### What you need to do:
Retype every record exactly as it appears.

### Extracted data:
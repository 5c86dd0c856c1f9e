//! Webhook Shared Secret
//!
//! A 256-bit random secret, persisted base64-encoded so it can be pasted into
//! the GitHub hook settings. GitHub keys its HMAC with that text, so the
//! encoded form is what we sign with.

use std::fmt;
use std::io::Write;
use std::path::{Path, PathBuf};

use base64::engine::general_purpose::STANDARD;
use base64::Engine as _;
use rand::RngCore;
use thiserror::Error;
use tracing::info;
use zeroize::Zeroizing;

/// Raw secret size in bytes.
pub const SECRET_SIZE: usize = 256 / 8;

/// Errors loading or creating the secret file.
#[derive(Error, Debug)]
pub enum SecretError {
    #[error("failed to read secret file {}: {source}", .path.display())]
    Read {
        path: PathBuf,
        source: std::io::Error,
    },
    #[error("failed to write secret file {}: {source}", .path.display())]
    Write {
        path: PathBuf,
        source: std::io::Error,
    },
    #[error("secret file {} is not valid base64", .path.display())]
    Encoding { path: PathBuf },
    #[error(
        "secret in {} is not the expected size; want {expected} bytes, found {found}",
        .path.display()
    )]
    Size {
        path: PathBuf,
        expected: usize,
        found: usize,
    },
}

/// The HMAC key shared with GitHub.
pub struct WebhookSecret {
    encoded: Zeroizing<String>,
}

impl WebhookSecret {
    /// Wrap an already base64-encoded secret, validating its decoded size.
    pub fn from_encoded(encoded: &str, origin: &Path) -> Result<Self, SecretError> {
        let encoded = encoded.trim();
        let raw = Zeroizing::new(STANDARD.decode(encoded).map_err(|_| {
            SecretError::Encoding {
                path: origin.to_path_buf(),
            }
        })?);
        if raw.len() != SECRET_SIZE {
            return Err(SecretError::Size {
                path: origin.to_path_buf(),
                expected: SECRET_SIZE,
                found: raw.len(),
            });
        }
        Ok(Self {
            encoded: Zeroizing::new(encoded.to_string()),
        })
    }

    /// Generate a fresh random secret.
    pub fn generate() -> Self {
        let mut raw = Zeroizing::new([0u8; SECRET_SIZE]);
        rand::thread_rng().fill_bytes(&mut *raw);
        Self {
            encoded: Zeroizing::new(STANDARD.encode(&*raw)),
        }
    }

    /// Read the secret at `path`, creating it (mode 0400) on first run.
    pub fn load_or_generate(path: &Path) -> Result<Self, SecretError> {
        match std::fs::read_to_string(path) {
            Ok(contents) => Self::from_encoded(&Zeroizing::new(contents), path),
            Err(e) if e.kind() == std::io::ErrorKind::NotFound => {
                let secret = Self::generate();
                secret.persist(path)?;
                let shown = std::fs::canonicalize(path).unwrap_or_else(|_| path.to_path_buf());
                info!(path = %shown.display(), "Generated a new webhook secret");
                Ok(secret)
            }
            Err(source) => Err(SecretError::Read {
                path: path.to_path_buf(),
                source,
            }),
        }
    }

    fn persist(&self, path: &Path) -> Result<(), SecretError> {
        let to_err = |source| SecretError::Write {
            path: path.to_path_buf(),
            source,
        };

        let mut options = std::fs::OpenOptions::new();
        options.write(true).create_new(true);
        #[cfg(unix)]
        {
            use std::os::unix::fs::OpenOptionsExt;
            options.mode(0o400);
        }
        let mut file = options.open(path).map_err(to_err)?;
        file.write_all(self.encoded.as_bytes()).map_err(to_err)?;
        file.sync_all().map_err(to_err)
    }

    /// Key bytes for HMAC computation.
    pub fn key(&self) -> &[u8] {
        self.encoded.as_bytes()
    }
}

impl fmt::Debug for WebhookSecret {
    fn fmt(&self, f: &mut fmt::Formatter<'_>) -> fmt::Result {
        f.write_str("WebhookSecret([REDACTED])")
    }
}

#[cfg(test)]
mod tests {
    use super::*;

    #[test]
    fn generated_secret_has_expected_shape() {
        let secret = WebhookSecret::generate();
        // base64 of 32 bytes is 44 chars
        assert_eq!(secret.key().len(), 44);
        assert_eq!(STANDARD.decode(secret.key()).unwrap().len(), SECRET_SIZE);
    }

    #[test]
    fn generates_once_then_reloads() {
        let dir = tempfile::tempdir().unwrap();
        let path = dir.path().join("webhook.secret");

        let first = WebhookSecret::load_or_generate(&path).unwrap();
        let second = WebhookSecret::load_or_generate(&path).unwrap();
        assert_eq!(first.key(), second.key());

        #[cfg(unix)]
        {
            use std::os::unix::fs::PermissionsExt;
            let mode = std::fs::metadata(&path).unwrap().permissions().mode();
            assert_eq!(mode & 0o777, 0o400);
        }
    }

    #[test]
    fn trailing_newline_is_tolerated() {
        let encoded = STANDARD.encode([7u8; SECRET_SIZE]);
        let secret =
            WebhookSecret::from_encoded(&format!("{encoded}\n"), Path::new("test")).unwrap();
        assert_eq!(secret.key(), encoded.as_bytes());
    }

    #[test]
    fn wrong_size_is_rejected() {
        let encoded = STANDARD.encode([7u8; 16]);
        let err = WebhookSecret::from_encoded(&encoded, Path::new("test")).unwrap_err();
        assert!(matches!(
            err,
            SecretError::Size {
                expected: 32,
                found: 16,
                ..
            }
        ));
    }

    #[test]
    fn garbage_is_rejected() {
        let err = WebhookSecret::from_encoded("not base64!!", Path::new("test")).unwrap_err();
        assert!(matches!(err, SecretError::Encoding { .. }));
    }

    #[test]
    fn debug_is_redacted() {
        let secret = WebhookSecret::generate();
        let shown = format!("{secret:?}");
        assert!(!shown.contains(std::str::from_utf8(secret.key()).unwrap()));
    }
}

### Task result:
repository 5c86dd0c856c1f9e
//! Webhook Shared Secret
//!
//! A 256-bit random secret, persisted base64-encoded so it can be pasted into
//! the GitHub hook settings. GitHub keys its HMAC with that text, so the
//! encoded form is what we sign with.

use std::fmt;
use std::io::Write;
use std::path::{Path, PathBuf};

use base64::engine::general_purpose::STANDARD;
use base64::Engine as _;
use rand::RngCore;
use thiserror::Error;
use tracing::info;
use zeroize::Zeroizing;

/// Raw secret size in bytes.
pub const SECRET_SIZE: usize = 256 / 8;

/// Errors loading or creating the secret file.
#[derive(Error, Debug)]
pub enum SecretError {
    #[error("failed to read secret file {}: {source}", .path.display())]
    Read {
        path: PathBuf,
        source: std::io::Error,
    },
    #[error("failed to write secret file {}: {source}", .path.display())]
    Write {
        path: PathBuf,
        source: std::io::Error,
    },
    #[error("secret file {} is not valid base64", .path.display())]
    Encoding { path: PathBuf },
    #[error(
        "secret in {} is not the expected size; want {expected} bytes, found {found}",
        .path.display()
    )]
    Size {
        path: PathBuf,
        expected: usize,
        found: usize,
    },
}

/// The HMAC key shared with GitHub.
pub struct WebhookSecret {
    encoded: Zeroizing<String>,
}

impl WebhookSecret {
    /// Wrap an already base64-encoded secret, validating its decoded size.
    pub fn from_encoded(encoded: &str, origin: &Path) -> Result<Self, SecretError> {
        let encoded = encoded.trim();
        let raw = Zeroizing::new(STANDARD.decode(encoded).map_err(|_| {
            SecretError::Encoding {
                path: origin.to_path_buf(),
            }
        })?);
        if raw.len() != SECRET_SIZE {
            return Err(SecretError::Size {
                path: origin.to_path_buf(),
                expected: SECRET_SIZE,
                found: raw.len(),
            });
        }
        Ok(Self {
            encoded: Zeroizing::new(encoded.to_string()),
        })
    }

    /// Generate a fresh random secret.
    pub fn generate() -> Self {
        let mut raw = Zeroizing::new([0u8; SECRET_SIZE]);
        rand::thread_rng().fill_bytes(&mut *raw);
        Self {
            encoded: Zeroizing::new(STANDARD.encode(&*raw)),
        }
    }

    /// Read the secret at `path`, creating it (mode 0400) on first run.
    pub fn load_or_generate(path: &Path) -> Result<Self, SecretError> {
        match std::fs::read_to_string(path) {
            Ok(contents) => Self::from_encoded(&Zeroizing::new(contents), path),
            Err(e) if e.kind() == std::io::ErrorKind::NotFound => {
                let secret = Self::generate();
                secret.persist(path)?;
                let shown = std::fs::canonicalize(path).unwrap_or_else(|_| path.to_path_buf());
                info!(path = %shown.display(), "Generated a new webhook secret");
                Ok(secret)
            }
            Err(source) => Err(SecretError::Read {
                path: path.to_path_buf(),
                source,
            }),
        }
    }

    fn persist(&self, path: &Path) -> Result<(), SecretError> {
        let to_err = |source| SecretError::Write {
            path: path.to_path_buf(),
            source,
        };

        let mut options = std::fs::OpenOptions::new();
        options.write(true).create_new(true);
        #[cfg(unix)]
        {
            use std::os::unix::fs::OpenOptionsExt;
            options.mode(0o400);
        }
        let mut file = options.open(path).map_err(to_err)?;
        file.write_all(self.encoded.as_bytes()).map_err(to_err)?;
        file.sync_all().map_err(to_err)
    }

    /// Key bytes for HMAC computation.
    pub fn key(&self) -> &[u8] {
        self.encoded.as_bytes()
    }
}

impl fmt::Debug for WebhookSecret {
    fn fmt(&self, f: &mut fmt::Formatter<'_>) -> fmt::Result {
        f.write_str("WebhookSecret([REDACTED])")
    }
}

#[cfg(test)]
mod tests {
    use super::*;

    #[test]
    fn generated_secret_has_expected_shape() {
        let secret = WebhookSecret::generate();
        // base64 of 32 bytes is 44 chars
        assert_eq!(secret.key().len(), 44);
        assert_eq!(STANDARD.decode(secret.key()).unwrap().len(), SECRET_SIZE);
    }

    #[test]
    fn generates_once_then_reloads() {
        let dir = tempfile::tempdir().unwrap();
        let path = dir.path().join("webhook.secret");

        let first = WebhookSecret::load_or_generate(&path).unwrap();
        let second = WebhookSecret::load_or_generate(&path).unwrap();
        assert_eq!(first.key(), second.key());

        #[cfg(unix)]
        {
            use std::os::unix::fs::PermissionsExt;
            let mode = std::fs::metadata(&path).unwrap().permissions().mode();
            assert_eq!(mode & 0o777, 0o400);
        }
    }

    #[test]
    fn trailing_newline_is_tolerated() {
        let encoded = STANDARD.encode([7u8; SECRET_SIZE]);
        let secret =
            WebhookSecret::from_encoded(&format!("{encoded}\n"), Path::new("test")).unwrap();
        assert_eq!(secret.key(), encoded.as_bytes());
    }

    #[test]
    fn wrong_size_is_rejected() {
        let encoded = STANDARD.encode([7u8; 16]);
        let err = WebhookSecret::from_encoded(&encoded, Path::new("test")).unwrap_err();
        assert!(matches!(
            err,
            SecretError::Size {
                expected: 32,
                found: 16,
                ..
            }
        ));
    }

    #[test]
    fn garbage_is_rejected() {
        let err = WebhookSecret::from_encoded("not base64!!", Path::new("test")).unwrap_err();
        assert!(matches!(err, SecretError::Encoding { .. }));
    }

    #[test]
    fn debug_is_redacted() {
        let secret = WebhookSecret::generate();
        let shown = format!("{secret:?}");
        assert!(!shown.contains(std::str::from_utf8(secret.key()).unwrap()));
    }
}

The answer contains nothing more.